* [SUPPLIED MATERIAL]

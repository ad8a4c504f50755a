//! Background sync task
//!
//! Drives a [`SyncEngine`] from identity changes and two independent
//! tickers. Each identity goes through `Bootstrapping` then `Steady`;
//! logout or an identity switch aborts in-flight work and clears the
//! session before anything else runs.

use std::sync::Arc;
use std::time::Duration;

use tokio::sync::{mpsc, watch};
use tokio::task::JoinHandle;
use tokio::time::{interval_at, Instant, Interval, MissedTickBehavior};
use tracing::{debug, info, info_span, warn, Instrument};

use super::engine::{BootstrapOutcome, PullOutcome, PushOutcome, SyncEngine};
use crate::config::Config;
use crate::error::SyncError;
use crate::identity::UserId;
use crate::session::ReloadDecision;

/// Commands sent to the sync task
#[derive(Debug, Clone, Copy, PartialEq, Eq)]
pub enum SyncCommand {
    /// Pull immediately instead of waiting for the next tick
    PullNow,
    /// Run a push tick immediately
    PushNow,
    /// Stop the sync task
    Shutdown,
}

/// Where the sync task is in its lifecycle
#[derive(Debug, Clone, Copy, PartialEq, Eq)]
pub enum SyncPhase {
    /// No backend configured
    Disabled,
    /// Waiting for a login
    LoggedOut,
    /// Establishing the baseline for a new identity
    Bootstrapping,
    /// Tickers running
    Steady,
}

/// Events emitted by the sync task
#[derive(Debug, Clone, PartialEq, Eq)]
pub enum SyncEvent {
    PhaseChanged(SyncPhase),
    Pulled(PullOutcome),
    Pushed(PushOutcome),
    /// Local data changed; a reload follows after the delay
    ReloadScheduled { after: Duration },
    /// Re-initialize everything derived from the local store now
    Reload,
    /// Local data changed but the reload was throttled
    RefreshSuggested,
    /// Transient failure, retried on the next tick
    Error(String),
}

/// Handle to control the sync task
pub struct SyncHandle {
    /// Send commands to the sync task
    pub command_tx: mpsc::Sender<SyncCommand>,
    /// Receive events from the sync task
    pub event_rx: mpsc::UnboundedReceiver<SyncEvent>,
    /// Watch the current phase
    pub status_rx: watch::Receiver<SyncPhase>,
}

impl SyncHandle {
    pub fn phase(&self) -> SyncPhase {
        *self.status_rx.borrow()
    }

    /// Ask the task to stop; a task that already exited is not an error
    pub async fn shutdown(&self) {
        let _ = self.command_tx.send(SyncCommand::Shutdown).await;
    }
}

/// Timing of the sync task
#[derive(Debug, Clone)]
pub struct RuntimeOptions {
    pub pull_interval: Duration,
    pub push_interval: Duration,
    /// Delay between `ReloadScheduled` and `Reload`
    pub reload_delay: Duration,
}

impl Default for RuntimeOptions {
    fn default() -> Self {
        Self {
            pull_interval: Duration::from_secs(60),
            push_interval: Duration::from_secs(20),
            reload_delay: Duration::from_millis(1500),
        }
    }
}

impl RuntimeOptions {
    pub fn from_config(config: &Config) -> Self {
        Self {
            pull_interval: config.pull_interval(),
            push_interval: config.push_interval(),
            reload_delay: config.reload_delay(),
        }
    }
}

/// Spawn the sync task
///
/// The task follows `identity_rx`: `Some` starts (or switches) a session,
/// `None` logs out. It stops on `SyncCommand::Shutdown`, when the handle's
/// command sender is dropped, or when the identity sender goes away.
pub fn spawn_sync_task(
    engine: Arc<SyncEngine>,
    identity_rx: watch::Receiver<Option<UserId>>,
    options: RuntimeOptions,
) -> SyncHandle {
    let (command_tx, command_rx) = mpsc::channel(16);
    let (event_tx, event_rx) = mpsc::unbounded_channel();
    let (status_tx, status_rx) = watch::channel(SyncPhase::LoggedOut);

    let device_id = format!("device-{}", &uuid::Uuid::new_v4().to_string()[..8]);
    let span = info_span!("sync", device = %device_id);

    let task = SyncTask {
        engine,
        options,
        identity_rx,
        command_rx,
        event_tx,
        status_tx,
    };
    tokio::spawn(task.run().instrument(span));

    SyncHandle {
        command_tx,
        event_rx,
        status_rx,
    }
}

/// Handle for a host without a configured backend
///
/// Reports `SyncPhase::Disabled` and answers every command with a
/// "not configured" error event.
pub fn disabled_handle() -> SyncHandle {
    let (command_tx, mut command_rx) = mpsc::channel(16);
    let (event_tx, event_rx) = mpsc::unbounded_channel();
    let (status_tx, status_rx) = watch::channel(SyncPhase::Disabled);

    tokio::spawn(async move {
        let _status_tx = status_tx;
        while let Some(cmd) = command_rx.recv().await {
            if cmd == SyncCommand::Shutdown {
                break;
            }
            let _ = event_tx.send(SyncEvent::Error(SyncError::NotConfigured.user_message()));
        }
    });

    SyncHandle {
        command_tx,
        event_rx,
        status_rx,
    }
}

/// Why the task left the current identity
enum Exit {
    Shutdown,
    IdentityChanged(Option<UserId>),
}

struct SyncTask {
    engine: Arc<SyncEngine>,
    options: RuntimeOptions,
    identity_rx: watch::Receiver<Option<UserId>>,
    command_rx: mpsc::Receiver<SyncCommand>,
    event_tx: mpsc::UnboundedSender<SyncEvent>,
    status_tx: watch::Sender<SyncPhase>,
}

impl SyncTask {
    async fn run(mut self) {
        let mut current = self.identity_rx.borrow_and_update().clone();

        loop {
            let exit = match current.take() {
                Some(identity) => {
                    info!("Sync started for {}", identity);
                    let exit = self.run_identity(&identity).await;
                    self.engine.end_session();
                    exit
                }
                None => {
                    self.set_phase(SyncPhase::LoggedOut);
                    self.wait_for_login().await
                }
            };

            match exit {
                Exit::Shutdown => break,
                Exit::IdentityChanged(next) => current = next,
            }
        }

        self.set_phase(SyncPhase::LoggedOut);
        debug!("Sync task stopped");
    }

    async fn run_identity(&mut self, identity: &UserId) -> Exit {
        if let Some(exit) = self.bootstrap(identity).await {
            return exit;
        }
        self.steady(identity).await
    }

    /// Returns `Some` when interrupted before steady state
    async fn bootstrap(&mut self, identity: &UserId) -> Option<Exit> {
        self.set_phase(SyncPhase::Bootstrapping);
        let mut allow_reload = true;

        loop {
            let engine = self.engine.clone();
            let result = tokio::select! {
                result = engine.bootstrap(identity, allow_reload) => result,
                exit = interrupted(&mut self.identity_rx, &mut self.command_rx, identity) => {
                    return Some(exit);
                }
            };

            match result {
                Ok(BootstrapOutcome::ReloadRequired { keys }) => {
                    info!("Bootstrap merged {} key(s), reloading", keys.len());
                    self.emit(SyncEvent::Pulled(PullOutcome::Merged { keys }));

                    let after = self.options.reload_delay;
                    self.emit(SyncEvent::ReloadScheduled { after });
                    tokio::select! {
                        _ = tokio::time::sleep(after) => {}
                        exit = interrupted(&mut self.identity_rx, &mut self.command_rx, identity) => {
                            return Some(exit);
                        }
                    }
                    self.emit(SyncEvent::Reload);
                    allow_reload = false;
                }
                Ok(BootstrapOutcome::Ready {
                    pull,
                    push,
                    refresh_suggested,
                }) => {
                    self.emit(SyncEvent::Pulled(pull));
                    if refresh_suggested {
                        self.emit(SyncEvent::RefreshSuggested);
                    }
                    self.emit(SyncEvent::Pushed(push));
                    return None;
                }
                Err(e) => {
                    // Steady state still starts; pushes wait for a good pull
                    warn!("Bootstrap failed: {}", e);
                    self.emit(SyncEvent::Error(e.user_message()));
                    return None;
                }
            }
        }
    }

    async fn steady(&mut self, identity: &UserId) -> Exit {
        self.set_phase(SyncPhase::Steady);

        let start = Instant::now();
        let mut pull_ticker = ticker(start, self.options.pull_interval);
        let mut push_ticker = ticker(start, self.options.push_interval);
        let mut pull_task: Option<JoinHandle<()>> = None;
        let mut push_task: Option<JoinHandle<()>> = None;

        let exit = loop {
            tokio::select! {
                _ = pull_ticker.tick() => {
                    self.start_pull(identity, &mut pull_task);
                }
                _ = push_ticker.tick() => {
                    self.start_push(identity, &mut push_task);
                }
                changed = self.identity_rx.changed() => {
                    if changed.is_err() {
                        break Exit::Shutdown;
                    }
                    let next = self.identity_rx.borrow_and_update().clone();
                    if next.as_ref() != Some(identity) {
                        break Exit::IdentityChanged(next);
                    }
                }
                cmd = self.command_rx.recv() => {
                    match cmd {
                        Some(SyncCommand::PullNow) => self.start_pull(identity, &mut pull_task),
                        Some(SyncCommand::PushNow) => self.start_push(identity, &mut push_task),
                        Some(SyncCommand::Shutdown) | None => break Exit::Shutdown,
                    }
                }
            }
        };

        for task in [pull_task, push_task].into_iter().flatten() {
            task.abort();
        }
        exit
    }

    async fn wait_for_login(&mut self) -> Exit {
        loop {
            tokio::select! {
                changed = self.identity_rx.changed() => {
                    if changed.is_err() {
                        return Exit::Shutdown;
                    }
                    let next = self.identity_rx.borrow_and_update().clone();
                    if next.is_some() {
                        return Exit::IdentityChanged(next);
                    }
                }
                cmd = self.command_rx.recv() => {
                    match cmd {
                        Some(SyncCommand::Shutdown) | None => return Exit::Shutdown,
                        Some(cmd) => {
                            debug!(?cmd, "Command ignored while logged out");
                            self.emit(SyncEvent::Error(SyncError::NotLoggedIn.user_message()));
                        }
                    }
                }
            }
        }
    }

    fn start_pull(&self, identity: &UserId, slot: &mut Option<JoinHandle<()>>) {
        if is_running(slot) {
            debug!("Pull still running, tick skipped");
            return;
        }
        let engine = self.engine.clone();
        let events = self.event_tx.clone();
        let identity = identity.clone();
        let reload_delay = self.options.reload_delay;

        *slot = Some(tokio::spawn(
            async move { pull_once(&engine, &identity, &events, reload_delay).await }
                .in_current_span(),
        ));
    }

    fn start_push(&self, identity: &UserId, slot: &mut Option<JoinHandle<()>>) {
        if is_running(slot) {
            debug!("Push still running, tick skipped");
            return;
        }
        let engine = self.engine.clone();
        let events = self.event_tx.clone();
        let identity = identity.clone();

        *slot = Some(tokio::spawn(
            async move { push_once(&engine, &identity, &events).await }.in_current_span(),
        ));
    }

    fn emit(&self, event: SyncEvent) {
        // Nobody listening is fine
        let _ = self.event_tx.send(event);
    }

    fn set_phase(&self, phase: SyncPhase) {
        let changed = self.status_tx.send_if_modified(|current| {
            if *current == phase {
                false
            } else {
                *current = phase;
                true
            }
        });
        if changed {
            debug!(?phase, "Sync phase changed");
            self.emit(SyncEvent::PhaseChanged(phase));
        }
    }
}

/// Resolves once the current identity's session must end
///
/// Pull and push requests are dropped; bootstrap already does both.
async fn interrupted(
    identity_rx: &mut watch::Receiver<Option<UserId>>,
    command_rx: &mut mpsc::Receiver<SyncCommand>,
    identity: &UserId,
) -> Exit {
    loop {
        tokio::select! {
            changed = identity_rx.changed() => {
                if changed.is_err() {
                    return Exit::Shutdown;
                }
                let next = identity_rx.borrow_and_update().clone();
                if next.as_ref() != Some(identity) {
                    return Exit::IdentityChanged(next);
                }
            }
            cmd = command_rx.recv() => {
                match cmd {
                    Some(SyncCommand::Shutdown) | None => return Exit::Shutdown,
                    Some(cmd) => debug!(?cmd, "Command ignored during bootstrap"),
                }
            }
        }
    }
}

async fn pull_once(
    engine: &SyncEngine,
    identity: &UserId,
    events: &mpsc::UnboundedSender<SyncEvent>,
    reload_delay: Duration,
) {
    let outcome = match engine.pull(identity).await {
        Ok(outcome) => outcome,
        Err(e) => {
            warn!("Pull failed: {}", e);
            let _ = events.send(SyncEvent::Error(e.user_message()));
            return;
        }
    };

    let merged = matches!(outcome, PullOutcome::Merged { .. });
    let _ = events.send(SyncEvent::Pulled(outcome));
    if !merged {
        return;
    }

    match engine.reload_decision() {
        ReloadDecision::Reload => {
            let _ = events.send(SyncEvent::ReloadScheduled {
                after: reload_delay,
            });
            tokio::time::sleep(reload_delay).await;
            let _ = events.send(SyncEvent::Reload);
        }
        ReloadDecision::Notify => {
            let _ = events.send(SyncEvent::RefreshSuggested);
        }
    }
}

async fn push_once(engine: &SyncEngine, identity: &UserId, events: &mpsc::UnboundedSender<SyncEvent>) {
    match engine.push_tick(identity).await {
        Ok(outcome) => {
            if let PushOutcome::Skipped(reason) = outcome {
                debug!(?reason, "Push tick skipped");
            }
            let _ = events.send(SyncEvent::Pushed(outcome));
        }
        Err(e) => {
            warn!("Push failed: {}", e);
            let _ = events.send(SyncEvent::Error(e.user_message()));
        }
    }
}

fn ticker(start: Instant, period: Duration) -> Interval {
    let mut ticker = interval_at(start + period, period);
    ticker.set_missed_tick_behavior(MissedTickBehavior::Delay);
    ticker
}

fn is_running(slot: &Option<JoinHandle<()>>) -> bool {
    slot.as_ref().is_some_and(|task| !task.is_finished())
}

* [TASK INSTRUCTIONS] Across the entries above, find each line with the word "IdentityChanged" and please copy it out.

* [RESPONSE BELOW]
    IdentityChanged(Option<UserId>),
                Exit::IdentityChanged(next) => current = next,
                        break Exit::IdentityChanged(next);
                        return Exit::IdentityChanged(next);
                    return Exit::IdentityChanged(next);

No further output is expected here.